Data shown:
►
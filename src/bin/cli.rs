//! idxmngr CLI
//!
//! Command-line interface for index manager operations:
//! - List and inspect indexes
//! - Create an index
//! - Search an index
//! - Insert records

use anyhow::{bail, Context};
use clap::{Parser, Subcommand};
use idxmngr::api::dto::{
    BatchInsertRequest, CreateIndexRequest, IndexSummary, SearchIndexRequest,
};
use idxmngr::client::{IndexClient, IndexClientConfig};
use idxmngr::pipeline::{InsertRecord, InsertSummary};
use idxmngr::store::ComparisonOp;
use std::collections::HashMap;
use std::path::{Path, PathBuf};

#[derive(Parser)]
#[command(name = "idxmngr-cli")]
#[command(version = env!("CARGO_PKG_VERSION"))]
#[command(about = "Operate an idxmngr index manager over its HTTP API")]
pub struct Cli {
    #[command(subcommand)]
    pub command: Commands,

    /// API server URL
    #[arg(long, default_value = "http://localhost:8083", global = true)]
    pub api_url: String,

    /// Output format (table, json)
    #[arg(short, long, default_value = "table", global = true)]
    pub format: String,

    /// Request timeout in milliseconds
    #[arg(long, default_value = "30000", global = true)]
    pub timeout_ms: u64,
}

#[derive(Subcommand)]
pub enum Commands {
    /// Show server health
    Status,

    /// List indexes
    List {
        /// Only indexes on this network
        #[arg(short, long)]
        network: Option<String>,
    },

    /// Show one index with its counters
    Info {
        /// Index id or name
        index: String,
        #[arg(short, long)]
        network: Option<String>,
    },

    /// Create an index
    Create {
        #[arg(long)]
        id: String,
        #[arg(long)]
        name: String,
        /// Field the key is built from
        #[arg(long)]
        key_col: String,
        #[arg(long)]
        network: String,
        /// Backing file (default: <network>/<name>.bf)
        #[arg(long, default_value = "")]
        file_path: String,
        /// Maximum key length, 0 for unlimited
        #[arg(long, default_value = "0")]
        key_size: u32,
        /// Key schema name
        #[arg(long)]
        schema: Option<String>,
    },

    /// Search an index
    Search {
        /// Index id or name
        index: String,
        #[arg(short, long)]
        network: Option<String>,
        /// Operator name or code (Eq, NotEq, Lt, LtEq, Gt, GtEq, Range)
        #[arg(long, default_value = "Eq")]
        op: String,
        #[arg(long)]
        value: Option<String>,
        #[arg(long)]
        begin: Option<String>,
        #[arg(long)]
        end: Option<String>,
        /// Build the key from fields (key=value) instead of --value
        #[arg(long = "field")]
        fields: Vec<String>,
        #[arg(long)]
        schema: Option<String>,
        #[arg(long)]
        limit: Option<usize>,
    },

    /// Insert records
    Insert {
        /// Index id or name
        index: String,
        #[arg(short, long)]
        network: Option<String>,
        /// JSON file with a records array or a batch object
        #[arg(long, conflicts_with = "tx")]
        file: Option<PathBuf>,
        /// Transaction id of a single record
        #[arg(long)]
        tx: Option<String>,
        /// Record field in key=value format
        #[arg(long = "field")]
        fields: Vec<String>,
        #[arg(long)]
        block: Option<u64>,
        #[arg(long)]
        schema: Option<String>,
    },

    /// Generate default config file
    Config {
        /// Output path (default: stdout)
        #[arg(short, long)]
        output: Option<PathBuf>,
    },
}

#[tokio::main]
async fn main() -> anyhow::Result<()> {
    let cli = Cli::parse();
    let client = IndexClient::new(IndexClientConfig {
        base_url: cli.api_url.clone(),
        request_timeout_ms: cli.timeout_ms,
    })?;
    let json = cli.format == "json";

    match cli.command {
        Commands::Status => {
            let health = client
                .health()
                .await
                .with_context(|| format!("cannot reach idxmngr at {}", cli.api_url))?;

            if json {
                println!("{}", serde_json::to_string_pretty(&health)?);
            } else {
                println!("idxmngr v{}", health.version);
                println!();
                println!("Status: {}", health.status);
                println!(
                    "Indexes: {} ({} unavailable)",
                    health.indexes, health.unavailable_indexes
                );
                println!("Uptime: {}", format_duration(health.uptime_seconds));
            }
        }

        Commands::List { network } => {
            let indexes = client.list_indexes(network.as_deref()).await?;

            if json {
                println!("{}", serde_json::to_string_pretty(&indexes)?);
            } else if indexes.is_empty() {
                println!("No indexes defined yet.");
                println!();
                println!("Create one with:");
                println!("  idxmngr-cli create --id 001 --name speeding --key-col IndexableData --network hardhat --schema speeding");
            } else {
                print_index_table(&indexes);
            }
        }

        Commands::Info { index, network } => {
            let info = client.index_info(&index, network.as_deref()).await?;

            if json {
                println!("{}", serde_json::to_string_pretty(&info)?);
            } else {
                let s = &info.summary;
                println!("{} ({}) on {}", s.index_name, s.index_id, s.network);
                println!("  Key column:  {}", s.indexing_key);
                println!("  Schema:      {}", s.schema.as_deref().unwrap_or("-"));
                println!("  File:        {}", s.file_path);
                println!("  Key size:    {}", s.key_size);
                println!("  Keys:        {}", s.key_count);
                println!("  Entries:     {}", s.entry_count);
                println!("  Searches:    {}", info.call_count);
                println!("  Block:       {}", info.block_num);
                println!("  File size:   {} bytes", info.file_size_bytes);
                if let Some(failure) = &info.failure {
                    println!("  UNAVAILABLE: {}", failure);
                }
            }
        }

        Commands::Create {
            id,
            name,
            key_col,
            network,
            file_path,
            key_size,
            schema,
        } => {
            let request = CreateIndexRequest {
                index_id: id,
                index_name: name,
                key_col,
                file_path,
                key_size,
                network,
                schema,
            };
            let created = client.create_index(&request).await?;

            if json {
                println!("{}", serde_json::to_string_pretty(&created)?);
            } else {
                println!(
                    "Created index {} on {} at {} ({} ms)",
                    created.index_id, created.network, created.file_path, created.duration_ms
                );
            }
        }

        Commands::Search {
            index,
            network,
            op,
            value,
            begin,
            end,
            fields,
            schema,
            limit,
        } => {
            let com_op = ComparisonOp::from_name(&op)
                .with_context(|| format!("unknown comparison operator: {}", op))?;
            let fields = if fields.is_empty() {
                None
            } else {
                Some(
                    parse_fields(&fields)?
                        .into_iter()
                        .map(|(k, v)| (k, serde_json::Value::String(v)))
                        .collect(),
                )
            };

            let request = SearchIndexRequest {
                index_id: Some(index),
                index_name: None,
                network,
                field: None,
                value,
                begin,
                end,
                com_op,
                fields,
                schema,
                limit,
            };
            let result = client.search(&request).await?;

            if json {
                println!("{}", serde_json::to_string_pretty(&result)?);
            } else {
                for tx in &result.idx_data {
                    println!("{}", tx);
                }
                eprintln!("{} result(s) in {} ms", result.count, result.duration_ms);
            }
        }

        Commands::Insert {
            index,
            network,
            file,
            tx,
            fields,
            block,
            schema,
        } => {
            let records = match (file, tx) {
                (Some(path), _) => read_records(&path)?,
                (None, Some(tx)) => {
                    let mut record = InsertRecord::new(tx);
                    record.data = parse_fields(&fields)?;
                    record.block_number = block;
                    vec![record]
                }
                (None, None) => bail!("either --file or --tx is required"),
            };

            let request = BatchInsertRequest {
                index_id: Some(index),
                indexing_key: None,
                network,
                schema,
                filter: None,
                records,
            };
            let summary = client.insert_batch(&request).await?;

            if json {
                println!("{}", serde_json::to_string_pretty(&summary)?);
            } else {
                print_summary(&summary);
            }
            if summary.failed > 0 {
                std::process::exit(2);
            }
        }

        Commands::Config { output } => {
            let config = idxmngr::config::generate_default_config();

            match output {
                Some(path) => {
                    // Create parent directory if needed
                    if let Some(parent) = path.parent() {
                        std::fs::create_dir_all(parent)?;
                    }
                    std::fs::write(&path, &config)?;
                    println!("Config written to {:?}", path);
                }
                None => {
                    print!("{}", config);
                }
            }
        }
    }

    Ok(())
}

/// Parse `key=value` arguments
fn parse_fields(args: &[String]) -> anyhow::Result<HashMap<String, String>> {
    args.iter()
        .map(|arg| match arg.split_once('=') {
            Some((k, v)) if !k.trim().is_empty() => Ok((k.trim().to_string(), v.to_string())),
            _ => bail!("invalid field '{}', expected key=value", arg),
        })
        .collect()
}

/// Records from a JSON file: a bare array or an object with `records`
fn read_records(path: &Path) -> anyhow::Result<Vec<InsertRecord>> {
    let content =
        std::fs::read_to_string(path).with_context(|| format!("failed to read {:?}", path))?;
    let value: serde_json::Value =
        serde_json::from_str(&content).with_context(|| format!("invalid JSON in {:?}", path))?;

    let records = match value {
        serde_json::Value::Array(_) => value,
        serde_json::Value::Object(mut map) => match map.remove("records") {
            Some(records) => records,
            None => bail!("{:?} has no \"records\" array", path),
        },
        _ => bail!("{:?} must hold an array of records", path),
    };

    Ok(serde_json::from_value(records)?)
}

fn print_index_table(indexes: &[IndexSummary]) {
    println!(
        "{:<8} {:<20} {:<16} {:<12} {:>10} {:>10}",
        "ID", "Name", "Key column", "Network", "Keys", "Entries"
    );
    println!("{}", "-".repeat(81));

    for idx in indexes {
        let marker = if idx.available { "" } else { " (unavailable)" };
        println!(
            "{:<8} {:<20} {:<16} {:<12} {:>10} {:>10}{}",
            idx.index_id,
            idx.index_name,
            idx.indexing_key,
            idx.network,
            idx.key_count,
            idx.entry_count,
            marker
        );
    }
}

fn print_summary(summary: &InsertSummary) {
    println!("{}", summary);

    let problems: Vec<_> = summary
        .outcomes
        .iter()
        .filter(|o| o.reason.is_some())
        .collect();
    if !problems.is_empty() {
        println!();
        println!("Not inserted (first 10):");
        for outcome in problems.iter().take(10) {
            println!(
                "  {} {:?}: {}",
                outcome.tx_id,
                outcome.status,
                outcome.reason.as_deref().unwrap_or("-")
            );
        }
    }
}

fn format_duration(seconds: u64) -> String {
    if seconds < 60 {
        format!("{}s", seconds)
    } else if seconds < 3600 {
        format!("{}m {}s", seconds / 60, seconds % 60)
    } else if seconds < 86400 {
        format!("{}h {}m", seconds / 3600, (seconds % 3600) / 60)
    } else {
        format!("{}d {}h", seconds / 86400, (seconds % 86400) / 3600)
    }
}

#[cfg(test)]
mod tests {
    use super::*;

    #[test]
    fn test_parse_fields() {
        let fields = parse_fields(&["speeding=85".into(), "obuId=OBU=7".into()]).unwrap();
        assert_eq!(fields["speeding"], "85");
        assert_eq!(fields["obuId"], "OBU=7");

        assert!(parse_fields(&["novalue".into()]).is_err());
        assert!(parse_fields(&["=x".into()]).is_err());
    }

    #[test]
    fn test_read_records_shapes() {
        let dir = tempfile::tempdir().unwrap();

        let array = dir.path().join("array.json");
        std::fs::write(&array, r#"[{"txId":"a","data":{"purpose":"audit"}}]"#).unwrap();
        assert_eq!(read_records(&array).unwrap()[0].tx_id, "a");

        let batch = dir.path().join("batch.json");
        std::fs::write(
            &batch,
            r#"{"indexId":"002","records":[{"txId":"b","data":{"purpose":"audit"},"blockNumber":7}]}"#,
        )
        .unwrap();
        let records = read_records(&batch).unwrap();
        assert_eq!(records[0].block_number, Some(7));

        let scalar = dir.path().join("scalar.json");
        std::fs::write(&scalar, "42").unwrap();
        assert!(read_records(&scalar).is_err());
    }

    #[test]
    fn test_format_duration() {
        assert_eq!(format_duration(5), "5s");
        assert_eq!(format_duration(125), "2m 5s");
        assert_eq!(format_duration(3 * 3600 + 60), "3h 1m");
        assert_eq!(format_duration(90000), "1d 1h");
    }
}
◄
Check every line of the data above for the string "bail", and copy those that have it.

Response:
use anyhow::{bail, Context};
                (None, None) => bail!("either --file or --tx is required"),
            _ => bail!("invalid field '{}', expected key=value", arg),
            None => bail!("{:?} has no \"records\" array", path),
        _ => bail!("{:?} must hold an array of records", path),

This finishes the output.